▶ What the task requires:
Tally the lines below that contain the word "ParamList". Only the number should be returned.

Stored data
::::::
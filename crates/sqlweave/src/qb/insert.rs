//! INSERT query builder.

use crate::config::QbConfig;
use crate::error::{WeaveError, WeaveResult};
use crate::ident::Ident;
use crate::qb::filter::{check, record};
use crate::qb::param::{Param, ParamList};
use crate::qb::traits::{BuiltQuery, MutationQb, SqlQb};
use std::sync::Arc;

/// Value expression for INSERT.
#[derive(Clone, Debug, PartialEq)]
enum ValueExpr {
    /// Parameterized value
    Param(Param),
    /// Allow-listed function call, embedded verbatim
    Function(String),
}

/// INSERT query builder: `INSERT INTO t (a, b) VALUES (?, ?)`.
#[derive(Clone, Debug)]
pub struct InsertQb {
    table: Option<Ident>,
    columns: Vec<Ident>,
    values: Vec<ValueExpr>,
    config: Arc<QbConfig>,
    build_error: Option<WeaveError>,
}

impl InsertQb {
    /// Create a new INSERT query builder.
    pub fn new(table: &str) -> Self {
        Self::with_config(table, QbConfig::shared())
    }

    /// Create a builder that uses `config` instead of the shared default.
    pub fn with_config(table: &str, config: Arc<QbConfig>) -> Self {
        let mut build_error = None;
        let table = match Ident::parse(table) {
            Ok(ident) => Some(ident),
            Err(err) => {
                record(&mut build_error, Err(err));
                None
            }
        };
        Self {
            table,
            columns: Vec::new(),
            values: Vec::new(),
            config,
            build_error,
        }
    }

    fn push(mut self, column: &str, value: ValueExpr) -> Self {
        match Ident::parse(column) {
            Ok(ident) => {
                self.columns.push(ident);
                self.values.push(value);
            }
            Err(err) => record(&mut self.build_error, Err(err)),
        }
        self
    }

    /// Set a column value.
    pub fn set(self, column: &str, value: impl Into<Param>) -> Self {
        self.push(column, ValueExpr::Param(value.into()))
    }

    /// Set an optional column value (None => skip).
    pub fn set_opt<T: Into<Param>>(self, column: &str, value: Option<T>) -> Self {
        match value {
            Some(v) => self.set(column, v),
            None => self,
        }
    }

    /// Set a column to an allow-listed function call, e.g. `NOW()`.
    pub fn set_function(mut self, column: &str, call: &str) -> Self {
        let checked = self.config.functions.passthrough(call);
        match checked {
            Ok(true) => self.push(column, ValueExpr::Function(call.to_string())),
            Ok(false) => {
                let err = WeaveError::validation(format!("'{call}' is not an allowed function call"));
                record(&mut self.build_error, Err(err));
                self
            }
            Err(err) => {
                record(&mut self.build_error, Err(err));
                self
            }
        }
    }
}

impl SqlQb for InsertQb {
    fn build(&self) -> WeaveResult<BuiltQuery> {
        check(&self.build_error)?;
        let table = self.table.as_ref().ok_or(WeaveError::MissingTable)?;
        if self.columns.is_empty() {
            return Err(WeaveError::validation("INSERT requires at least one column"));
        }

        let mut params = ParamList::new();
        let values: Vec<String> = self
            .values
            .iter()
            .map(|value| match value {
                ValueExpr::Param(param) => {
                    params.push(param.clone());
                    "?".to_string()
                }
                ValueExpr::Function(call) => call.clone(),
            })
            .collect();
        let columns: Vec<String> = self.columns.iter().map(Ident::to_sql).collect();

        let sql = format!(
            "INSERT INTO {} ({}) VALUES ({})",
            table.to_sql(),
            columns.join(", "),
            values.join(", ")
        );
        Ok(BuiltQuery::new(sql, params))
    }
}

impl MutationQb for InsertQb {}

#[cfg(test)]
mod tests {
    use super::*;

    #[test]
    fn test_simple_insert() {
        let built = InsertQb::new("users")
            .set("username", "alice")
            .set("active", true)
            .build()
            .unwrap();
        assert_eq!(built.sql, "INSERT INTO users (username, active) VALUES (?, ?)");
        assert_eq!(built.params(), &[Param::from("alice"), Param::Bool(true)]);
    }

    #[test]
    fn test_insert_with_function() {
        let built = InsertQb::new("users")
            .set("username", "alice")
            .set_function("created_at", "NOW()")
            .set_opt("nickname", None::<&str>)
            .build()
            .unwrap();
        assert_eq!(
            built.sql,
            "INSERT INTO users (username, created_at) VALUES (?, NOW())"
        );
        assert_eq!(built.params.len(), 1);
    }

    #[test]
    fn test_insert_rejects_function_with_marker() {
        let err = InsertQb::new("users")
            .set_function("nickname", "IFNULL(alias, ?)")
            .set("username", "alice")
            .build()
            .unwrap_err();
        assert!(err.is_validation());
    }

    #[test]
    fn test_insert_requires_columns() {
        let err = InsertQb::new("users").build().unwrap_err();
        assert!(err.is_validation());
    }

    #[test]
    fn test_insert_rejects_bad_column() {
        let err = InsertQb::new("users").set("a b", 1i64).build().unwrap_err();
        assert!(err.is_validation());
    }
}
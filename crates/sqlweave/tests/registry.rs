mod common;

use common::RecordingExecutor;
use serde_json::json;
use sqlweave::prelude::*;
use sqlweave::{ConnectionRegistry, RegistryConfig};
use std::time::Duration;

fn registry(config: RegistryConfig) -> ConnectionRegistry<RecordingExecutor> {
    let mut registry = ConnectionRegistry::with_config(config);
    registry.add(
        "primary",
        RecordingExecutor::new()
            .with_rows(vec![json!({"name": "from-primary"})])
            .with_affected(1),
    );
    registry.add(
        "replica",
        RecordingExecutor::new().with_rows(vec![json!({"name": "from-replica"})]),
    );
    registry
}

#[tokio::test]
async fn routes_to_current_connection() {
    let mut registry = registry(RegistryConfig::new());

    let value = select("products").select(&["name"]).single(&registry).await.unwrap();
    assert_eq!(value, Some(json!("from-primary")));

    registry.use_connection("replica").unwrap();
    let value = select("products").select(&["name"]).single(&registry).await.unwrap();
    assert_eq!(value, Some(json!("from-replica")));

    registry.use_default();
    delete("products")
        .filter("id", "eq", "1")
        .execute(&registry)
        .await
        .unwrap();

    let primary = registry.get("primary").unwrap();
    assert_eq!(primary.calls().len(), 2);
    assert_eq!(
        primary.last().sql,
        "DELETE FROM products WHERE products.id = ?"
    );
    assert_eq!(registry.get("replica").unwrap().calls().len(), 1);
}

#[tokio::test]
async fn counts_queries_per_connection() {
    let registry = registry(RegistryConfig::new());

    select("products").get(&registry).await.unwrap();
    select("products").get(&registry).await.unwrap();

    let stats = registry.stats("primary").unwrap();
    assert_eq!(stats.queries, 2);
    assert_eq!(stats.failed, 0);
    assert!(stats.max_duration <= stats.total_duration);
    assert_eq!(registry.stats("replica").unwrap().queries, 0);

    registry.reset_stats();
    assert_eq!(registry.stats("primary").unwrap().queries, 0);
}

#[tokio::test]
async fn failed_calls_are_counted() {
    let mut registry = ConnectionRegistry::new();
    registry.add("broken", RecordingExecutor::new().failing("connection reset"));

    let err = select("products").get(&registry).await.unwrap_err();
    assert!(matches!(err, WeaveError::Execution(_)));

    let stats = registry.stats("broken").unwrap();
    assert_eq!(stats.queries, 1);
    assert_eq!(stats.failed, 1);
}

#[tokio::test]
async fn validation_errors_skip_the_registry() {
    let registry = registry(RegistryConfig::new());
    let err = select("products")
        .filter("price", "approx", "1")
        .get(&registry)
        .await
        .unwrap_err();
    assert!(err.is_validation());
    assert_eq!(registry.stats("primary").unwrap().queries, 0);
}

#[tokio::test]
async fn slow_calls_time_out() {
    let mut registry =
        ConnectionRegistry::with_config(RegistryConfig::new().with_query_timeout(Duration::from_millis(20)));
    registry.add(
        "slow",
        RecordingExecutor::new().with_delay(Duration::from_millis(500)),
    );

    let err = select("products").get(&registry).await.unwrap_err();
    assert!(err.is_timeout());
    assert!(matches!(err, WeaveError::Timeout(d) if d == Duration::from_millis(20)));
    assert_eq!(registry.stats("slow").unwrap().failed, 1);
}

#[tokio::test]
async fn slow_threshold_does_not_fail_the_call() {
    let mut registry = ConnectionRegistry::with_config(
        RegistryConfig::new().with_slow_query_threshold(Duration::from_millis(1)),
    );
    registry.add(
        "slow",
        RecordingExecutor::new()
            .with_delay(Duration::from_millis(10))
            .with_rows(vec![json!({"n": 1})]),
    );

    let rows = select("products").get(&registry).await.unwrap();
    assert_eq!(rows.len(), 1);
    let stats = registry.stats("slow").unwrap();
    assert_eq!(stats.failed, 0);
    assert!(stats.max_duration >= Duration::from_millis(10));
}

#[tokio::test]
async fn empty_registry_reports_unknown_connection() {
    let registry: ConnectionRegistry<RecordingExecutor> = ConnectionRegistry::new();
    let err = select("products").get(&registry).await.unwrap_err();
    assert!(matches!(err, WeaveError::UnknownConnection(_)));
}
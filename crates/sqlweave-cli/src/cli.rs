use std::path::PathBuf;

#[derive(Debug, Clone)]
pub enum Command {
    Help,
    Render(RenderArgs),
}

#[derive(Debug, Clone)]
pub struct RenderArgs {
    pub config: PathBuf,
    /// Set when `--config` was given; a missing file is then an error.
    pub config_explicit: bool,
    /// `FN:COLUMN`, e.g. `COUNT_DISTINCT:color`.
    pub aggregate: Option<(String, String)>,
    pub query: PathBuf,
}

pub fn parse_args(args: &[String]) -> anyhow::Result<Command> {
    let mut it = args.iter().skip(1);
    let Some(first) = it.next() else {
        return Ok(Command::Help);
    };

    match first.as_str() {
        "-h" | "--help" | "help" => Ok(Command::Help),
        "render" => parse_render(it.map(|s| s.as_str())),
        _ => anyhow::bail!("unknown command: {first}"),
    }
}

fn parse_render<'a>(mut it: impl Iterator<Item = &'a str>) -> anyhow::Result<Command> {
    let mut config = PathBuf::from("sqlweave.toml");
    let mut config_explicit = false;
    let mut aggregate: Option<(String, String)> = None;
    let mut query: Option<PathBuf> = None;

    while let Some(token) = it.next() {
        match token {
            "-h" | "--help" => return Ok(Command::Help),
            "--config" => {
                let Some(v) = it.next() else {
                    anyhow::bail!("--config requires a value");
                };
                config = PathBuf::from(v);
                config_explicit = true;
            }
            _ if token.starts_with("--config=") => {
                config = PathBuf::from(token.trim_start_matches("--config="));
                config_explicit = true;
            }
            "--aggregate" => {
                let Some(v) = it.next() else {
                    anyhow::bail!("--aggregate requires a value");
                };
                aggregate = Some(parse_aggregate(v)?);
            }
            _ if token.starts_with("--aggregate=") => {
                aggregate = Some(parse_aggregate(token.trim_start_matches("--aggregate="))?);
            }
            _ if token.starts_with('-') => anyhow::bail!("unknown option: {token}"),
            _ => {
                if query.is_some() {
                    anyhow::bail!("unexpected argument: {token}");
                }
                query = Some(PathBuf::from(token));
            }
        }
    }

    let Some(query) = query else {
        anyhow::bail!("missing query file (usage: sqlweave render <query.toml>)");
    };

    Ok(Command::Render(RenderArgs {
        config,
        config_explicit,
        aggregate,
        query,
    }))
}

fn parse_aggregate(raw: &str) -> anyhow::Result<(String, String)> {
    match raw.split_once(':') {
        Some((func, column)) if !func.is_empty() && !column.is_empty() => {
            Ok((func.to_string(), column.to_string()))
        }
        _ => anyhow::bail!("--aggregate expects FN:COLUMN, got '{raw}'"),
    }
}

pub fn print_help() {
    println!(
        "\
sqlweave - render parameterized MySQL statements from query files

USAGE:
  sqlweave render [OPTIONS] <QUERY_FILE>
  sqlweave help

RENDER OPTIONS:
  --config <FILE>         Config file path (default: sqlweave.toml, used if present)
  --aggregate <FN:COLUMN> Render the aggregate form, e.g. COUNT_DISTINCT:color
  -h, --help              Print help

The SQL is printed on the first line, the JSON array of params on the second."
    );
}
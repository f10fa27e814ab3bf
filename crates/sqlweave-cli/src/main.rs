fn main() {
    if let Err(e) = sqlweave_cli::run(std::env::args().collect()) {
        eprintln!("{e:#}");
        std::process::exit(1);
    }
}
::::::
▶ Reply to the task:
2